Questo il filo rosso che lega tutte le storie e costringe Barney a fare i conti costantemente con il proprio passato, solleticato in modo ossessivo dal detective che si occupò del caso e autore del libro che lo addita come assassino. Il film pastoso, fotografato benissimo e diretto con mano invisibile da Richard J. Lewis , si pone come palco ad ospitare le straordinarie performance [1] di Paul Giamatti/Barney Panofsky, già premiato con i Golden Globes e in odore serio di Oscar, e Dustin Hoffman/ Panofsky Sr.
Hoffman, dopo un lungo peregrinare in parti mediocri, finalmente ritorna a illuminare la scena nei panni di Izzy, lo sboccato e irriverente padre di Barney e unica guida spirituale delle debolezze umane del suo confuso figliolo. Padre e figlio, due generazioni che viaggiano parallele e capitate quasi per caso sul pianeta terra a fare da termine di paragone delle virtù altrui. Pancioni e ciondolanti, disillusi e annebbiati dall’alcol, sono gli unici a mantenere una sorta di coerenza verso la loro natura sfrontatamente autodistruttiva.
La faccia da cagnone stanco di Giamatti connota Barney Panofsky , ritratto come un goffo Bukowski impegnato a scrollarsi di dosso la satolla e rincoglionita borghesia ebrea della quale tuttavia fa parte. Costantemente sospeso tra fedeltà e tentazioni femminee, il whisky e l’hockey come perni fissi attorno i quali gravita il suo mondo, Panofsky sembra sempre fuori posto e fuori contesto, un po’ arruffone e arrogante, ironico e vulnerabile.
Il film è costruito sui flashback, scampoli di memoria che illuminano l’ormai anziano protagonista facendo luce su avvenimenti passati, sulle cause dei divorzi, tradimenti e il mistero della fine di Boogie . Si ride e ci si commuove con moderazione. Moderazione sembra essere la parola d’ordine con la quale il film è stato girato. Gradevole commedia e dramma con finale tirante al patetico, La versione di Barney accumula eventi fidandosi della verve degli attori, ma sconta una sceneggiatura non sempre centrata e puntuale. Alcuni sviluppi narrativi sembrano farraginosi, appiccicati per fare progredire la storia, estratta della materia magmatica del libro, vero capolavoro della letteratura contemporanea ma concentrandosi sui fatti non sulla loro forma. Risulta così un film sicuramente buono ma non eccezionale, irriverente ma non così tanto da evitare un puntuale passaggio in tv in prima serata. Qualche guizzo, qualche battuta veramente azzeccata ma il ritmo non sostenuto che fa sentire in pieno la durata della pellicola, e la scelta di non sporcarsi del tutto le mani con le pulsioni del protagonista rendono il film elegantemente convenzionale.

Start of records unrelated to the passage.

//! Minimal HTTP client abstraction shared across crates.

use std::fmt::Display;
use std::future::Future;
use std::sync::Arc;

/// HTTP client trait for sending raw HTTP requests.
///
/// Every network call in bobbin (DID documents, handle lookups, metadata
/// discovery, token requests) goes through this trait, so tests can swap in a
/// scripted client.
#[cfg_attr(not(target_arch = "wasm32"), trait_variant::make(Send))]
pub trait HttpClient {
    /// Error type returned by the HTTP client
    type Error: std::error::Error + Display + Send + Sync + 'static;

    /// Send an HTTP request and return the response.
    fn send_http(
        &self,
        request: http::Request<Vec<u8>>,
    ) -> impl Future<Output = core::result::Result<http::Response<Vec<u8>>, Self::Error>>;
}

#[cfg(feature = "reqwest-client")]
impl HttpClient for reqwest::Client {
    type Error = crate::error::TransportError;

    async fn send_http(
        &self,
        request: http::Request<Vec<u8>>,
    ) -> core::result::Result<http::Response<Vec<u8>>, Self::Error> {
        let (parts, body) = request.into_parts();

        let mut req = self.request(parts.method, parts.uri.to_string()).body(body);
        for (name, value) in parts.headers.iter() {
            req = req.header(name.as_str(), value.as_bytes());
        }

        let resp = req.send().await?;

        let mut builder = http::Response::builder().status(resp.status());
        for (name, value) in resp.headers().iter() {
            builder = builder.header(name.as_str(), value.as_bytes());
        }

        let body = resp.bytes().await?.to_vec();
        Ok(builder.body(body)?)
    }
}

#[cfg(not(target_arch = "wasm32"))]
impl<T: HttpClient + Sync> HttpClient for Arc<T> {
    type Error = T::Error;

    fn send_http(
        &self,
        request: http::Request<Vec<u8>>,
    ) -> impl Future<Output = core::result::Result<http::Response<Vec<u8>>, Self::Error>> + Send
    {
        self.as_ref().send_http(request)
    }
}

#[cfg(target_arch = "wasm32")]
impl<T: HttpClient> HttpClient for Arc<T> {
    type Error = T::Error;

    fn send_http(
        &self,
        request: http::Request<Vec<u8>>,
    ) -> impl Future<Output = core::result::Result<http::Response<Vec<u8>>, Self::Error>> {
        self.as_ref().send_http(request)
    }
}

[1] Le performance degli attori sono sempre parziali quando è presente il doppiaggio. In questo caso sarebbe fondamentale vedere il film in lingua originale per apprezzare completamente il lavoro di costruzione del personaggio, la cui voce è un elemento cardine.

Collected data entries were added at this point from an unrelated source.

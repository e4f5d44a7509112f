use base64::Engine;
use base64::engine::general_purpose::URL_SAFE_NO_PAD;
use elliptic_curve::SecretKey;
use jose_jwk::{Key, crypto};
use rand::{CryptoRng, RngCore, rngs::ThreadRng};
use sha2::{Digest, Sha256};
use smol_str::SmolStr;
use std::cmp::Ordering;

use crate::{FALLBACK_ALG, types::OAuthAuthorizationServerMetadata};

/// Generate a fresh signing key for the first algorithm we support.
pub fn generate_key(allowed_algos: &[SmolStr]) -> Option<Key> {
    for alg in allowed_algos {
        if alg == "ES256" {
            return Some(Key::from(&crypto::Key::from(
                SecretKey::<p256::NistP256>::random(&mut ThreadRng::default()),
            )));
        }
    }
    None
}

/// Random opaque value, used for `state`.
pub fn generate_nonce() -> SmolStr {
    URL_SAFE_NO_PAD
        .encode(get_random_values::<_, 16>(&mut ThreadRng::default()))
        .into()
}

/// PKCE code verifier: 43 random bytes, 58 base64url characters.
pub fn generate_verifier() -> SmolStr {
    URL_SAFE_NO_PAD
        .encode(get_random_values::<_, 43>(&mut ThreadRng::default()))
        .into()
}

pub fn get_random_values<R, const LEN: usize>(rng: &mut R) -> [u8; LEN]
where
    R: RngCore + CryptoRng,
{
    let mut bytes = [0u8; LEN];
    rng.fill_bytes(&mut bytes);
    bytes
}

// 256K > ES (256 > 384 > 512) > PS (256 > 384 > 512) > RS (256 > 384 > 512) > other (in original order)
pub fn compare_algos(a: &SmolStr, b: &SmolStr) -> Ordering {
    if a == "ES256K" {
        return Ordering::Less;
    }
    if b == "ES256K" {
        return Ordering::Greater;
    }
    for prefix in ["ES", "PS", "RS"] {
        if let Some(stripped_a) = a.strip_prefix(prefix) {
            if let Some(stripped_b) = b.strip_prefix(prefix) {
                if let (Ok(len_a), Ok(len_b)) =
                    (stripped_a.parse::<u32>(), stripped_b.parse::<u32>())
                {
                    return len_a.cmp(&len_b);
                }
            } else {
                return Ordering::Less;
            }
        } else if b.starts_with(prefix) {
            return Ordering::Greater;
        }
    }
    Ordering::Equal
}

/// S256 challenge for a verifier.
pub fn pkce_challenge(verifier: &str) -> SmolStr {
    URL_SAFE_NO_PAD
        .encode(Sha256::digest(verifier.as_bytes()))
        .into()
}

/// Returns `(challenge, verifier)`.
pub fn generate_pkce() -> (SmolStr, SmolStr) {
    // https://datatracker.ietf.org/doc/html/rfc7636#section-4.1
    let verifier = generate_verifier();
    (pkce_challenge(&verifier), verifier)
}

/// Key for a new session, preferring the server's strongest advertised algorithm.
pub fn generate_dpop_key(metadata: &OAuthAuthorizationServerMetadata) -> Option<Key> {
    let mut algs = if metadata.dpop_signing_alg_values_supported.is_empty() {
        vec![SmolStr::new_static(FALLBACK_ALG)]
    } else {
        metadata.dpop_signing_alg_values_supported.clone()
    };
    algs.sort_by(compare_algos);
    generate_key(&algs)
}

#[cfg(test)]
mod tests {
    use super::*;

    #[test]
    fn pkce_matches_rfc7636_appendix_b() {
        assert_eq!(
            pkce_challenge("dBjftJeZ4CVP-mJ92IZ1l0Kyi1YiwLK0ycbXW-Uqowc"),
            "E9Melhoa2OwvFWJmWIdRhB1a7UWkbZRgELW8Rthbg9U"
        );
    }

    #[test]
    fn verifier_is_long_and_url_safe() {
        let (challenge, verifier) = generate_pkce();
        assert!(verifier.len() >= 43);
        assert!(
            verifier
                .chars()
                .all(|c| c.is_ascii_alphanumeric() || c == '-' || c == '_')
        );
        assert!(!challenge.contains('='));
        assert_ne!(generate_verifier(), verifier);
    }

    #[test]
    fn algorithm_preference() {
        let mut algs: Vec<SmolStr> = ["RS256", "ES384", "ES256", "PS256", "ES256K"]
            .into_iter()
            .map(SmolStr::new_static)
            .collect();
        algs.sort_by(compare_algos);
        assert_eq!(algs, ["ES256K", "ES256", "ES384", "PS256", "RS256"]);
    }

    #[test]
    fn dpop_key_generation() {
        let mut metadata = OAuthAuthorizationServerMetadata::default();
        assert!(generate_dpop_key(&metadata).is_some());
        metadata.dpop_signing_alg_values_supported = vec!["RS256".into()];
        assert!(generate_dpop_key(&metadata).is_none());
        metadata.dpop_signing_alg_values_supported = vec!["RS256".into(), "ES256".into()];
        assert!(generate_dpop_key(&metadata).is_some());
    }
}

La versione di Barney: per chi ha letto il libro
Beninteso, questo è un esercizio che facciamo per gioco, per spirito di servizio. Il confronto tra libro e film è cosa che mai si dovrebbe fare, se non per un chiacchiericcio di sottofondo in un fine serata una volta esauriti gli argomenti intellettualmente stimolanti. Film e carta stampata hanno delle specificità incompatibili che derivano dalla visualizzazione, è bene ricordarlo, non dalla fonte diretta del testo ma dalla riduzione a sceneggiatura dello stesso. Ne deriva che l’esercizio della misurazione del tasso di barneytà del film nei confronti del libro di Mordecai Richler da usarsi come indice di gradimento, è assolutamente inutile oltre che fuorviante. Detto questo, astenersi dalla visione i cultori del libro che si attendono di veder rappresentate sullo schermo le impervie vette letterarie di uno dei più bei libri del secolo scorso, ne ricaverebbero una delusione mortale.

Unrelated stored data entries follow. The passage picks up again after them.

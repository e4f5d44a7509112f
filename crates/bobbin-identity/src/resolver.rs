//! Identity resolution: handle → DID and DID → document.
//!
//! Handle → DID tries each configured [`HandleStep`] in order:
//! DNS TXT (if `dns` feature) → HTTPS well-known → handle resolution service.
//!
//! DID → document dispatches on [`DidMethod`](bobbin_common::types::DidMethod): `did:plc` documents come from
//! the PLC directory, `did:web` documents from the host's `did.json`.

use std::time::Duration;

use bobbin_common::types::{AtIdentifier, Did, DidDocument, Handle, IdentifierError};
use bon::Builder;
use bytes::Bytes;
use http::StatusCode;
use miette::Diagnostic;
use thiserror::Error;
use url::Url;

/// Result alias for resolver operations
pub type Result<T> = core::result::Result<T, IdentityError>;

/// Errors that can occur during identity resolution.
///
/// Validation failures are wrapped in [`IdentityError::Identifier`]; everything
/// else is a network or parse failure.
#[derive(Debug, Error, Diagnostic)]
#[allow(missing_docs)]
pub enum IdentityError {
    #[error(transparent)]
    #[diagnostic(transparent)]
    Identifier(#[from] IdentifierError),
    #[error("could not resolve handle {0}")]
    #[diagnostic(
        code(bobbin_identity::handle_not_found),
        help("check that the handle's DNS TXT record or /.well-known/atproto-did is published")
    )]
    HandleNotFound(Handle),
    #[error("invalid well-known atproto-did content")]
    #[diagnostic(
        code(bobbin_identity::invalid_well_known),
        help("expected first non-empty line to be a DID")
    )]
    InvalidWellKnown,
    #[error("HTTP error: {0}")]
    #[diagnostic(
        code(bobbin_identity::http),
        help("check network connectivity and TLS configuration")
    )]
    Http(#[source] Box<dyn std::error::Error + Send + Sync>),
    #[error("HTTP status {0}")]
    #[diagnostic(code(bobbin_identity::http_status))]
    HttpStatus(StatusCode),
    #[error("failed to build request: {0}")]
    #[diagnostic(code(bobbin_identity::http_build))]
    HttpBuild(#[from] http::Error),
    #[error("URL parse error: {0}")]
    #[diagnostic(code(bobbin_identity::url))]
    Url(#[from] url::ParseError),
    #[error("DNS error: {0}")]
    #[cfg(feature = "dns")]
    #[diagnostic(code(bobbin_identity::dns))]
    Dns(#[from] hickory_resolver::error::ResolveError),
    #[error("serialize/deserialize error: {0}")]
    #[diagnostic(code(bobbin_identity::serde))]
    Serde(#[from] serde_json::Error),
    /// DID document id did not match requested DID; includes the fetched document
    #[error("DID doc id mismatch: expected {expected}, got {}", .doc.id)]
    #[diagnostic(
        code(bobbin_identity::doc_id_mismatch),
        help("document id differs from requested DID; do not trust this document")
    )]
    DocIdMismatch {
        expected: Did,
        doc: Box<DidDocument>,
    },
}

impl IdentityError {
    /// Wrap an HTTP client error
    pub fn transport(e: impl std::error::Error + Send + Sync + 'static) -> Self {
        Self::Http(Box::new(e))
    }

    /// The DID document names no PDS.
    pub fn missing_pds(did: &Did) -> Self {
        Self::Identifier(IdentifierError::invalid_did(
            did,
            "DID document has no AtprotoPersonalDataServer service",
        ))
    }

    /// True for failures caused by the network rather than by the data.
    ///
    /// Resolution never retries on its own; callers use this to decide.
    pub fn is_transient(&self) -> bool {
        match self {
            Self::Http(_) => true,
            Self::HttpStatus(s) => s.is_server_error() || *s == StatusCode::TOO_MANY_REQUESTS,
            #[cfg(feature = "dns")]
            Self::Dns(_) => true,
            _ => false,
        }
    }
}

/// Handle → DID resolution step.
#[derive(Debug, Clone, Copy, PartialEq, Eq)]
pub enum HandleStep {
    /// DNS TXT _atproto.\<handle\>
    DnsTxt,
    /// HTTPS GET https://\<handle\>/.well-known/atproto-did
    HttpsWellKnown,
    /// XRPC com.atproto.identity.resolveHandle against the configured service
    ResolutionService,
}

fn default_plc_directory() -> Url {
    Url::parse("https://plc.directory/").expect("valid url")
}

fn default_handle_resolver() -> Url {
    Url::parse("https://public.api.bsky.app/").expect("valid url")
}

fn default_handle_order() -> Vec<HandleStep> {
    vec![
        HandleStep::DnsTxt,
        HandleStep::HttpsWellKnown,
        HandleStep::ResolutionService,
    ]
}

/// Default lifetime of cached DID documents and handle lookups.
pub const DEFAULT_CACHE_TTL: Duration = Duration::from_secs(10 * 60);

/// Configurable resolver options.
///
/// ```
/// use std::time::Duration;
/// use bobbin_identity::resolver::{HandleStep, ResolverOptions};
///
/// let opts = ResolverOptions::new()
///     .handle_order(vec![HandleStep::HttpsWellKnown])
///     .did_cache_ttl(Duration::from_secs(30))
///     .build();
/// assert!(opts.validate_doc_id);
/// ```
#[derive(Debug, Clone, Builder)]
#[builder(start_fn = new)]
pub struct ResolverOptions {
    /// PLC directory base URL
    #[builder(default = default_plc_directory())]
    pub plc_directory: Url,
    /// Service answering `com.atproto.identity.resolveHandle`, consulted by
    /// [`HandleStep::ResolutionService`]
    #[builder(default = default_handle_resolver())]
    pub handle_resolver: Url,
    /// Order of attempts for handle → DID resolution
    #[builder(default = default_handle_order())]
    pub handle_order: Vec<HandleStep>,
    /// Reject documents whose `id` differs from the requested DID
    #[builder(default = true)]
    pub validate_doc_id: bool,
    /// How long fetched DID documents are served from cache
    #[builder(default = DEFAULT_CACHE_TTL)]
    pub did_cache_ttl: Duration,
    /// How long handle → DID results are served from cache
    #[builder(default = DEFAULT_CACHE_TTL)]
    pub handle_cache_ttl: Duration,
}

impl Default for ResolverOptions {
    fn default() -> Self {
        Self::new().build()
    }
}

/// DID Document fetch response.
///
/// Carries the raw response bytes and HTTP status, plus the requested DID so
/// the document `id` can be checked with [`parse_validated`](Self::parse_validated).
#[derive(Clone)]
pub struct DidDocResponse {
    #[allow(missing_docs)]
    pub buffer: Bytes,
    #[allow(missing_docs)]
    pub status: StatusCode,
    /// DID we intended to resolve
    pub requested: Option<Did>,
}

impl DidDocResponse {
    /// Parse the body, failing on a non-success status
    pub fn parse(&self) -> Result<DidDocument> {
        if self.status.is_success() {
            Ok(serde_json::from_slice::<DidDocument>(&self.buffer)?)
        } else {
            Err(IdentityError::HttpStatus(self.status))
        }
    }

    /// Parse and require the document `id` to equal the requested DID.
    ///
    /// On mismatch, returns an error that contains the document for inspection.
    pub fn parse_validated(&self) -> Result<DidDocument> {
        let doc = self.parse()?;
        if let Some(expected) = &self.requested {
            if doc.id != *expected {
                return Err(IdentityError::DocIdMismatch {
                    expected: expected.clone(),
                    doc: Box::new(doc),
                });
            }
        }
        Ok(doc)
    }
}

/// Warnings produced during identity checks that are not fatal
#[derive(Debug, Clone, PartialEq, Eq)]
pub enum IdentityWarning {
    /// The DID doc did not list the handle we started from under alsoKnownAs
    HandleAliasMismatch {
        #[allow(missing_docs)]
        expected: Handle,
    },
}

/// Everything learned about an account from its identifier.
#[derive(Debug, Clone, PartialEq, Eq)]
pub struct ResolvedIdentity {
    /// Account DID
    pub did: Did,
    /// Its DID document
    pub did_document: DidDocument,
    /// Personal Data Server hosting the account
    pub pds_url: Url,
    /// Verified handle, if the document and the input agree on one
    pub handle: Option<Handle>,
    /// Non-fatal problems found along the way
    pub warnings: Vec<IdentityWarning>,
}

/// Trait for identity resolution, for pluggable implementations.
///
/// [`BobbinResolver`](crate::BobbinResolver) is the provided implementation.
pub trait IdentityResolver {
    /// Access options for validation decisions in default methods
    fn options(&self) -> &ResolverOptions;

    /// Resolve handle
    fn resolve_handle(&self, handle: &Handle) -> impl Future<Output = Result<Did>> + Send
    where
        Self: Sync;

    /// Resolve DID document
    fn resolve_did_doc(&self, did: &Did) -> impl Future<Output = Result<DidDocument>> + Send
    where
        Self: Sync;

    /// Resolve DID doc from an identifier
    fn resolve_ident(
        &self,
        actor: &AtIdentifier,
    ) -> impl Future<Output = Result<DidDocument>> + Send
    where
        Self: Sync,
    {
        async move {
            match actor {
                AtIdentifier::Did(did) => self.resolve_did_doc(did).await,
                AtIdentifier::Handle(handle) => {
                    let did = self.resolve_handle(handle).await?;
                    self.resolve_did_doc(&did).await
                }
            }
        }
    }

    /// Return the PDS url for a DID
    fn pds_for_did(&self, did: &Did) -> impl Future<Output = Result<Url>> + Send
    where
        Self: Sync,
    {
        async {
            let doc = self.resolve_did_doc(did).await?;
            doc.pds_endpoint().ok_or_else(|| IdentityError::missing_pds(did))
        }
    }

    /// Resolve an identifier all the way to its PDS.
    ///
    /// For handle input, the handle is only reported back if the DID document
    /// lists it; otherwise a [`IdentityWarning::HandleAliasMismatch`] is
    /// recorded and `handle` is `None`. For DID input, the document's own
    /// handle is used.
    fn resolve(
        &self,
        identifier: &AtIdentifier,
    ) -> impl Future<Output = Result<ResolvedIdentity>> + Send
    where
        Self: Sync,
    {
        async move {
            let mut warnings = Vec::new();
            let (did, did_document, handle) = match identifier {
                AtIdentifier::Did(did) => {
                    did.method()?;
                    let doc = self.resolve_did_doc(did).await?;
                    let handle = doc.handle();
                    (did.clone(), doc, handle)
                }
                AtIdentifier::Handle(handle) => {
                    let did = self.resolve_handle(handle).await?;
                    let doc = self.resolve_did_doc(&did).await?;
                    let handle = if doc.handles().contains(handle) {
                        Some(handle.clone())
                    } else {
                        #[cfg(feature = "tracing")]
                        tracing::warn!(%handle, %did, "DID document does not list handle");
                        warnings.push(IdentityWarning::HandleAliasMismatch {
                            expected: handle.clone(),
                        });
                        None
                    };
                    (did, doc, handle)
                }
            };
            let pds_url = did_document
                .pds_endpoint()
                .ok_or_else(|| IdentityError::missing_pds(&did))?;
            Ok(ResolvedIdentity {
                did,
                did_document,
                pds_url,
                handle,
                warnings,
            })
        }
    }
}

impl<T: IdentityResolver + Sync + Send> IdentityResolver for std::sync::Arc<T> {
    fn options(&self) -> &ResolverOptions {
        self.as_ref().options()
    }

    async fn resolve_handle(&self, handle: &Handle) -> Result<Did> {
        self.as_ref().resolve_handle(handle).await
    }

    async fn resolve_did_doc(&self, did: &Did) -> Result<DidDocument> {
        self.as_ref().resolve_did_doc(did).await
    }
}

#[cfg(test)]
mod tests {
    use super::*;

    fn did(s: &str) -> Did {
        Did::new(s).unwrap()
    }

    #[test]
    fn parse_validated_ok() {
        let resp = DidDocResponse {
            buffer: Bytes::from_static(br#"{"id":"did:plc:z72i7hdynmk6r22z27h6abc2"}"#),
            status: StatusCode::OK,
            requested: Some(did("did:plc:z72i7hdynmk6r22z27h6abc2")),
        };
        resp.parse_validated().expect("valid");
    }

    #[test]
    fn parse_validated_mismatch() {
        let resp = DidDocResponse {
            buffer: Bytes::from_static(br#"{"id":"did:plc:bbbbbbbbbbbbbbbbbbbbbbbb"}"#),
            status: StatusCode::OK,
            requested: Some(did("did:plc:aaaaaaaaaaaaaaaaaaaaaaaa")),
        };
        match resp.parse_validated() {
            Err(IdentityError::DocIdMismatch { expected, doc }) => {
                assert_eq!(expected.as_str(), "did:plc:aaaaaaaaaaaaaaaaaaaaaaaa");
                assert_eq!(doc.id.as_str(), "did:plc:bbbbbbbbbbbbbbbbbbbbbbbb");
            }
            other => panic!("unexpected result: {:?}", other),
        }
    }

    #[test]
    fn non_success_status_is_an_error() {
        let resp = DidDocResponse {
            buffer: Bytes::from_static(b"not found"),
            status: StatusCode::NOT_FOUND,
            requested: None,
        };
        assert!(matches!(
            resp.parse(),
            Err(IdentityError::HttpStatus(StatusCode::NOT_FOUND))
        ));
    }

    #[test]
    fn default_options() {
        let opts = ResolverOptions::default();
        assert_eq!(opts.plc_directory.as_str(), "https://plc.directory/");
        assert_eq!(opts.handle_order.len(), 3);
        assert_eq!(opts.did_cache_ttl, DEFAULT_CACHE_TTL);
        assert!(opts.validate_doc_id);
    }

    #[test]
    fn transient_classification() {
        assert!(IdentityError::HttpStatus(StatusCode::BAD_GATEWAY).is_transient());
        assert!(!IdentityError::HttpStatus(StatusCode::NOT_FOUND).is_transient());
        assert!(!IdentityError::InvalidWellKnown.is_transient());
    }
}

La versione di Barney era considerato uno dei libri intraducibili per lo schermo, e questa sua intraducibilità è rimasta tale. Il film prende il telaio sul quale la storia è stata scritta per visualizzare una commedia romantica a tinte moderatamente acide. La struttura magmatica del libro, questo flusso di coscienza autobiografico impetuoso e urgente che coglie il protagonista, un agiato ebreo canadese, prima dell’oblio della demenza senile è stato modificato in un rassicurante ricordo del tempo che fu. Perché la versione di Barney, quindi? Il senso del titolo sta nella virulenta versione del protagonista verso i fatti che lo hanno visto protagonista in vita. Non solo i fatti, che sono presi nel film anche se in maniera più edulcorata, ma la sua versione della filosofia della vita stessa, lui, traditore che accusa di essere stato tradito, forse assassino immemore del suo migliore amico. Cattivo padre, alcolista e pessimo marito, sottilmente razzista, sessista, acido e fulminante nelle battute come nei giudizi sospesi tra la cattiveria gratuita, lo sfottò e la commiserazione.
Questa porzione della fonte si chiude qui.